A census carried out by Rwandan authorities and associations of survivors estimate the number of survivors of the 1994 genocide still alive to be 309 368, reports Hirondelle Agency.

This first official census was carried out jointly by the ministry that handles social affairs, associations of genocide survivors and the National Statistics Institute of Rwanda. The previous surveys had been highly criticized by survivor associations. A survivor is defined as a person who was wanted between October 1990 and December 1994 because of their ethnic or political affiliation.

According to the figures published on Monday, 66% of survivors are aged between 13 and 35; while 2 out of 10 women are widowed. For the first time, a regional inequality was noticeable. Most of the survivors are in the districts of Gasabo, in Kigali and Rusizi, in the southwest; which respectively have 26 349 and 24 109 genocide survivors listed.
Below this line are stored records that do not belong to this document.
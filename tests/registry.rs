use std::time::Duration;

use httpmock::MockServer;
use serde_json::json;
use uidir::application::stats::PackageRegistry;
use uidir::config::RegistrySettings;
use uidir::domain::stats::DownloadWindow;
use uidir::domain::types::PackageName;
use uidir::infra::registry::{RegistryClient, RegistryError};
use url::Url;

fn client(server: &MockServer) -> RegistryClient {
    let settings = RegistrySettings {
        downloads_base_url: Url::parse(&server.url("/downloads-api")).expect("downloads url"),
        registry_base_url: Url::parse(&server.url("/registry")).expect("registry url"),
        timeout: Duration::from_secs(5),
        user_agent: "uidir-tests".to_string(),
    };
    RegistryClient::new(&settings).expect("registry client")
}

fn package(name: &str) -> PackageName {
    PackageName::parse(name).expect("valid package name")
}

#[tokio::test]
async fn download_series_requests_trailing_window() {
    let server = MockServer::start_async().await;
    let window = DownloadWindow::current(14);
    let path = format!("/downloads-api/downloads/range/{}/react", window.range_segment());
    let mock = server
        .mock_async(|when, then| {
            when.method("GET").path(path.as_str());
            then.status(200)
                .header("content-type", "application/json")
                .json_body(json!({
                    "start": "2025-01-01",
                    "end": "2025-01-02",
                    "package": "react",
                    "downloads": [
                        { "day": "2025-01-01", "downloads": 120 },
                        { "day": "2025-01-02", "downloads": 80 }
                    ]
                }));
        })
        .await;

    let series = client(&server)
        .fetch_download_series(&package("react"), 14)
        .await
        .expect("series");
    mock.assert_async().await;
    assert_eq!(series.len(), 2);
    assert_eq!(series.iter().map(|day| day.downloads).sum::<u64>(), 200);
}

#[tokio::test]
async fn failures_degrade_to_empty_values() {
    let server = MockServer::start_async().await;
    let mock = server
        .mock_async(|when, then| {
            when.method("GET");
            then.status(500).body("boom");
        })
        .await;

    let registry = client(&server);
    assert!(
        registry
            .get_download_series(&package("react"), 30)
            .await
            .is_empty()
    );
    assert!(registry.get_package_details(&package("react")).await.is_none());
    mock.assert_hits_async(2).await;

    let err = registry
        .fetch_package_details(&package("react"))
        .await
        .expect_err("status error");
    assert!(matches!(err, RegistryError::Status { .. }));
}

#[tokio::test]
async fn package_details_come_from_latest_dist_tag() {
    let server = MockServer::start_async().await;
    server
        .mock_async(|when, then| {
            when.method("GET").path("/registry/radix-ui");
            then.status(200)
                .header("content-type", "application/json")
                .json_body(json!({
                    "name": "radix-ui",
                    "dist-tags": { "latest": "1.4.2", "next": "2.0.0-beta.1" },
                    "time": {
                        "1.4.2": "2025-05-20T08:30:00.000Z",
                        "2.0.0-beta.1": "2025-06-01T08:30:00.000Z"
                    },
                    "versions": {
                        "1.4.2": { "license": "MIT" },
                        "2.0.0-beta.1": { "license": "Apache-2.0" }
                    }
                }));
        })
        .await;

    let details = client(&server)
        .package_details(&package("radix-ui"))
        .await
        .expect("details");
    assert_eq!(details.version, "1.4.2");
    assert_eq!(details.license, "MIT");
    assert_eq!(details.install_command, "npm install radix-ui");
    assert!(details.last_update.is_some());
}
The districts of Gakenke and Burera, in north, have registered the lowest number of survivors with 1,113 and 478 persons respectively.

If one counts more male orphans (22.7%) than female orphans (19.8%). There are ten times more widows (16.4% of women survivors) than widowers, who account for hardly 1.7% of male survivors, according to the survey. Orphans account for 69.3% of the category of vulnerable survivors.

As a whole, the results of the census report a total of 93,855 child genocide survivors aged from 13 to 20 years, whereas in the whole of this category, more than half (55.5%) are single, 30% are married and 12.4% are widowed.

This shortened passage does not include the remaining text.